To register or not to register, that is the question:
Whether 'tis better to create a new online account,
or just make do with with the existing ones,
and so lead a slightly less ennobled life.
Online account registration is a barrier, something that we are all thinking about as this is the season for buying stuff. As I said previously, I have about 70 online accounts where I actively maintain a user identity, and I have created many many more. Thus every time I am presented with the choice of registering for a new site, I stop and think, do I really want to create another account? In the past couple of weeks I have decided to forgo on creating 3 new online accounts and just stick to my well traveled paths.

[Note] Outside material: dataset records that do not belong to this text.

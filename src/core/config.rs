//! Counter tuning and JSON loading for config and calibration files

use serde::{Deserialize, Serialize};
use std::path::Path;

use crate::core::{FeedbackAdvisor, StageClassifier, TransitionConfirmer};
use crate::types::{Calibration, ConfigReason};
use crate::{
    HYSTERESIS_MARGIN_DEG, MIN_REP_DURATION_SECS, OVER_CURL_LIMIT_DEG, OVER_EXTENSION_LIMIT_DEG,
    PRAISE_WINDOW_SECS, SETTLED_VELOCITY, STALL_TOLERANCE_DEG, STALL_VELOCITY, STATE_HOLD_TIME_SECS,
};

/// Tunables for the whole pipeline; missing fields take the defaults
#[derive(Debug, Clone, Copy, PartialEq, Serialize, Deserialize)]
#[serde(default)]
pub struct CounterConfig {
    /// Degrees around each threshold before the classifier flips
    pub hysteresis_margin: f64,
    /// Seconds a candidate stage must persist
    pub state_hold_time: f64,
    /// Velocity a candidate must fall below to commit
    pub settled_velocity: f64,
    /// Shortest counted rep (seconds)
    pub min_rep_duration: f64,
    /// Velocity below which the limb is stalled
    pub stall_velocity: f64,
    /// Degrees of slack before a stall is corrected
    pub stall_tolerance: f64,
    pub over_extension_limit: f64,
    pub over_curl_limit: f64,
    /// Seconds a compliment stays up
    pub praise_window: f64,
}

impl Default for CounterConfig {
    fn default() -> Self {
        Self {
            hysteresis_margin: HYSTERESIS_MARGIN_DEG,
            state_hold_time: STATE_HOLD_TIME_SECS,
            settled_velocity: SETTLED_VELOCITY,
            min_rep_duration: MIN_REP_DURATION_SECS,
            stall_velocity: STALL_VELOCITY,
            stall_tolerance: STALL_TOLERANCE_DEG,
            over_extension_limit: OVER_EXTENSION_LIMIT_DEG,
            over_curl_limit: OVER_CURL_LIMIT_DEG,
            praise_window: PRAISE_WINDOW_SECS,
        }
    }
}

impl CounterConfig {
    /// Every value finite and non-negative, safety limits ordered
    pub fn validate(&self) -> Result<(), ConfigReason> {
        let values = [
            self.hysteresis_margin,
            self.state_hold_time,
            self.settled_velocity,
            self.min_rep_duration,
            self.stall_velocity,
            self.stall_tolerance,
            self.over_extension_limit,
            self.over_curl_limit,
            self.praise_window,
        ];
        if values.iter().any(|v| !v.is_finite() || *v < 0.0) {
            return Err(ConfigReason::R403_CONFIG_INVALID_VALUE);
        }
        if self.over_curl_limit >= self.over_extension_limit {
            return Err(ConfigReason::R403_CONFIG_INVALID_VALUE);
        }
        Ok(())
    }

    pub fn classifier(&self) -> StageClassifier {
        StageClassifier::new(self.hysteresis_margin)
    }

    pub fn confirmer(&self) -> TransitionConfirmer {
        TransitionConfirmer::new(self.state_hold_time, self.settled_velocity)
    }

    pub fn advisor(&self) -> FeedbackAdvisor {
        FeedbackAdvisor {
            over_extension_limit: self.over_extension_limit,
            over_curl_limit: self.over_curl_limit,
            stall_velocity: self.stall_velocity,
            stall_tolerance: self.stall_tolerance,
            praise_window: self.praise_window,
        }
    }
}

/// Load and validate a counter config from a JSON file
pub fn load_config(path: impl AsRef<Path>) -> Result<CounterConfig, ConfigReason> {
    let config: CounterConfig = read_json(path.as_ref())?;
    config.validate()?;
    Ok(config)
}

/// Load and validate a calibration from a JSON file
pub fn load_calibration(path: impl AsRef<Path>) -> Result<Calibration, ConfigReason> {
    let calibration: Calibration = read_json(path.as_ref())?;
    calibration.validate()?;
    Ok(calibration)
}

fn read_json<T: for<'de> Deserialize<'de>>(path: &Path) -> Result<T, ConfigReason> {
    let json = std::fs::read_to_string(path).map_err(|_| ConfigReason::R401_CONFIG_READ_ERROR)?;

    serde_json::from_str(&json).map_err(|_| ConfigReason::R402_CONFIG_PARSE_ERROR)
}

// =============================================================================
// TESTS
// =============================================================================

Registration is not always thought of as a bad thing. For example, Dave McLure, Master of 500 Hats, micro Venture Capitalists and relentless promoter of analytics to improve web based businesses, has Activation as the second of his 5 step program to web enterprise success. Now Activation does not necessarily imply Registration, however Registration is the most common and strongest form of Activation. Dave's perspective is that to succeed on the net, your product needs to be strong enough to overcome any barriers to Activation.
There have been many initiatives to vault over the registration hurdle. The most promising one is OpenId, an open system that allows you to use your account at one web site to log onto other web sites. A couple of years ago I thought that this was a good solution to the Single Sign-on problem and worth promoting. Now OpenId seems to be moribund and it is not widely used. I am not sure what happened, but I did hear rumors of a argument and a split which diminished the organization.
One of the problems with OpenId and any other system is that it tends to favor and strengthen the big players like Yahoo and Google. Another idea the people often trot out is some form of micro-payments system that would obviate the need for registration at many sites. There are a couple of problems. Firstly, any payment is its own barrier, and creating many little barriers instead of one is not a path that is likely to lead to success. For a broader discussion of this issue I recommend the book Free by Chris Anderson.
The second problem is that a successful micro-payment system will favors and strengthen the big players that operate it. It has to be a big player as no one is going to trust their payments to some small and unknown start-up. In practice, the only really successful micro-payment site is iTunes, and it shows up all these problems. In the beginning we all cheered as Steve Jobs took on the record companies. Now that iTunes is the leading purveyor of music, many people have taken to railing against the power of Apple.
The Registration Dilemma is this. We can either continue with the current system that has a chaos of millions of sites, each with their own registration that we need to manage, or we can give in to consolidation and just deal with a few giants. Every time I think about it, I end up siding with chaos.